Post by Matthew MacNish » September 7th, 2010, 10:07 pm

Nathan Bransford wrote:
Haha, I heard about this interview but hadn't seen it. Awesome. Between Wilson, Lincecum and Panda they have quite a group of characters.

I'm sort of torn between the A's and Giants. I was a huge A's fan growing up, but now I live a couple of blocks from AT&T Park and I've been living in SF for a total of six years so my ties to SF are stronger. I'm 50/50 at this point.
I know, I would love to party with that guy ... except it would probably be terrifying. He should write the dialogue for an Anime starring bat wielding Ninja or something.

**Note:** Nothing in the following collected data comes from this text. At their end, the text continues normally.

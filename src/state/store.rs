// SPDX-License-Identifier: MPL-2.0
// This Source Code Form is subject to the terms of the Mozilla Public
// License, v. 2.0. If a copy of the MPL was not distributed with this
// file, You can obtain one at https://mozilla.org/MPL/2.0/.

//! Shared store for the aggregate state.

use std::sync::Arc;

use chrono::Utc;
use parking_lot::Mutex;
use tokio::sync::watch;

use crate::error::{Error, Result};
use crate::registry::DeviceSlot;

use super::{AggregateState, WindowState};

/// Thread-safe owner of the [`AggregateState`].
///
/// Every update and every snapshot runs inside one short critical section,
/// so readers never observe a half-applied update. The store is cheaply
/// cloneable; clones share the same state.
///
/// After each update the new snapshot is also published on a `watch`
/// channel, see [`StateStore::watch`].
#[derive(Debug, Clone)]
pub struct StateStore {
    inner: Arc<StoreInner>,
}

#[derive(Debug)]
struct StoreInner {
    state: Mutex<AggregateState>,
    publisher: watch::Sender<AggregateState>,
}

impl StateStore {
    /// Creates a store for `slots` devices, all unknown.
    #[must_use]
    pub fn new(slots: usize) -> Self {
        let state = AggregateState::new(slots);
        let (publisher, _) = watch::channel(state.clone());
        Self {
            inner: Arc::new(StoreInner {
                state: Mutex::new(state),
                publisher,
            }),
        }
    }

    /// Applies a `digital` value to a slot and returns the new snapshot.
    ///
    /// The slot is overwritten unconditionally (last writer wins) and the
    /// message counter grows by one, even if the reading did not change.
    ///
    /// # Errors
    ///
    /// Returns [`Error::InvalidSlot`] if the slot is out of range. The state
    /// is left untouched in that case.
    pub fn apply_reading(&self, slot: DeviceSlot, digital: i64) -> Result<AggregateState> {
        let reading = WindowState::from_digital(digital);

        let mut state = self.inner.state.lock();
        if !state.record(slot, reading, Utc::now()) {
            return Err(Error::InvalidSlot {
                slot: slot.index(),
                len: state.len(),
            });
        }
        let snapshot = state.clone();
        // Published under the lock so watchers see updates in order
        self.inner.publisher.send_replace(snapshot.clone());
        drop(state);

        Ok(snapshot)
    }

    /// Returns a consistent copy of the current state.
    #[must_use]
    pub fn snapshot(&self) -> AggregateState {
        self.inner.state.lock().clone()
    }

    /// Returns a receiver that observes every new snapshot.
    #[must_use]
    pub fn watch(&self) -> watch::Receiver<AggregateState> {
        self.inner.publisher.subscribe()
    }

    /// Returns the number of slots.
    #[must_use]
    pub fn len(&self) -> usize {
        self.inner.state.lock().len()
    }

    /// Returns `true` if the store has no slots.
    #[must_use]
    pub fn is_empty(&self) -> bool {
        self.len() == 0
    }
}
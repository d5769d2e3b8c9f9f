// SPDX-License-Identifier: MPL-2.0
// This Source Code Form is subject to the terms of the Mozilla Public
// License, v. 2.0. If a copy of the MPL was not distributed with this
// file, You can obtain one at https://mozilla.org/MPL/2.0/.

//! Transport boundary between the supervisor and an MQTT client.
//!
//! Requests on a [`Transport`] return immediately. Their outcome, like every
//! incoming message and every connection loss, is reported later as a
//! [`TransportEvent`] on the channel created by [`event_channel`].
//!
//! Each connect request carries a [`Generation`]. Events about that
//! connection carry the same generation, which lets the supervisor discard
//! late events from superseded attempts.
//!
//! # Implementations
//!
//! - [`RumqttTransport`]: `rumqttc`-based client (feature `mqtt`)

#[cfg(feature = "mqtt")]
mod rumqtt;

#[cfg(feature = "mqtt")]
pub use rumqtt::RumqttTransport;

use std::fmt;

use serde::Deserialize;
use tokio::sync::mpsc;

use crate::error::TransportError;

/// Identifies one connect attempt.
pub type Generation = u64;

/// Sending half of the transport event channel.
pub type EventSender = mpsc::UnboundedSender<TransportEvent>;

/// Receiving half of the transport event channel.
pub type EventReceiver = mpsc::UnboundedReceiver<TransportEvent>;

/// Creates the channel a transport reports its events on.
#[must_use]
pub fn event_channel() -> (EventSender, EventReceiver) {
    mpsc::unbounded_channel()
}

/// Notifications delivered by a transport.
#[derive(Debug, Clone, PartialEq, Eq)]
pub enum TransportEvent {
    /// The broker accepted the connection.
    ConnectSucceeded {
        /// The attempt that succeeded.
        generation: Generation,
    },
    /// The connection could not be established.
    ConnectFailed {
        /// The attempt that failed.
        generation: Generation,
        /// Description of the failure.
        cause: String,
    },
    /// The broker granted every requested subscription.
    SubscribeSucceeded {
        /// The connection the subscription belongs to.
        generation: Generation,
    },
    /// The broker refused at least one subscription.
    SubscribeFailed {
        /// The connection the subscription belongs to.
        generation: Generation,
        /// Description of the failure.
        cause: String,
    },
    /// An established connection dropped.
    ConnectionLost {
        /// The connection that dropped.
        generation: Generation,
        /// Description of the failure.
        cause: String,
    },
    /// A message arrived on a subscribed topic.
    Message {
        /// The topic the message was published on.
        topic: String,
        /// The raw payload.
        payload: Vec<u8>,
    },
}

/// MQTT quality of service level.
#[derive(Debug, Clone, Copy, Default, PartialEq, Eq, Hash, Deserialize)]
#[serde(try_from = "u8")]
pub enum QosLevel {
    /// QoS 0.
    AtMostOnce,
    /// QoS 1.
    #[default]
    AtLeastOnce,
    /// QoS 2.
    ExactlyOnce,
}

impl QosLevel {
    /// Returns the numeric level (0, 1 or 2).
    #[must_use]
    pub fn level(self) -> u8 {
        match self {
            Self::AtMostOnce => 0,
            Self::AtLeastOnce => 1,
            Self::ExactlyOnce => 2,
        }
    }
}

impl TryFrom<u8> for QosLevel {
    type Error = String;

    fn try_from(value: u8) -> Result<Self, Self::Error> {
        match value {
            0 => Ok(Self::AtMostOnce),
            1 => Ok(Self::AtLeastOnce),
            2 => Ok(Self::ExactlyOnce),
            other => Err(format!("invalid QoS level {other}, expected 0, 1 or 2")),
        }
    }
}

impl fmt::Display for QosLevel {
    fn fmt(&self, f: &mut fmt::Formatter<'_>) -> fmt::Result {
        write!(f, "QoS {}", self.level())
    }
}

/// A pub/sub client driven by the supervisor.
///
/// All methods must return without waiting for the broker. Outcomes of
/// `connect` and `subscribe` are reported as [`TransportEvent`]s. An `Err`
/// means the request could not even be issued.
pub trait Transport: Send + 'static {
    /// Starts a new connection attempt, superseding any previous one.
    ///
    /// # Errors
    ///
    /// Returns error if the attempt cannot be started.
    fn connect(&mut self, generation: Generation) -> Result<(), TransportError>;

    /// Requests a subscription to all `topics` at `qos`.
    ///
    /// # Errors
    ///
    /// Returns error if there is no connection for `generation` or the
    /// request cannot be queued.
    fn subscribe(
        &mut self,
        generation: Generation,
        topics: &[String],
        qos: QosLevel,
    ) -> Result<(), TransportError>;

    /// Requests removal of the subscriptions to `topics`.
    ///
    /// # Errors
    ///
    /// Returns error if the request cannot be queued.
    fn unsubscribe(&mut self, topics: &[String]) -> Result<(), TransportError>;

    /// Closes the current connection.
    ///
    /// # Errors
    ///
    /// Returns error if the request cannot be queued.
    fn disconnect(&mut self) -> Result<(), TransportError>;
}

Regarding baseball, you forgot to mention the deciding factor: Orange in the uniform.

Personally I like baseball, but not quite as much as other sports. I do follow several teams in cities I've lived in though. Mainly the Braves, Twins, Mariners, and Red Sox. But I also like the Giants, the Cubs, the Yankees, and even the A's, though of course Ricky Henderson and the 80's may never be topped (we won't bring up Jose Canseco). Anyway, glad you enjoyed it.

There is nothing quite like a certified Ninja who could earn that honor in his dreams ... and still close out more games than any other pitcher in the NL.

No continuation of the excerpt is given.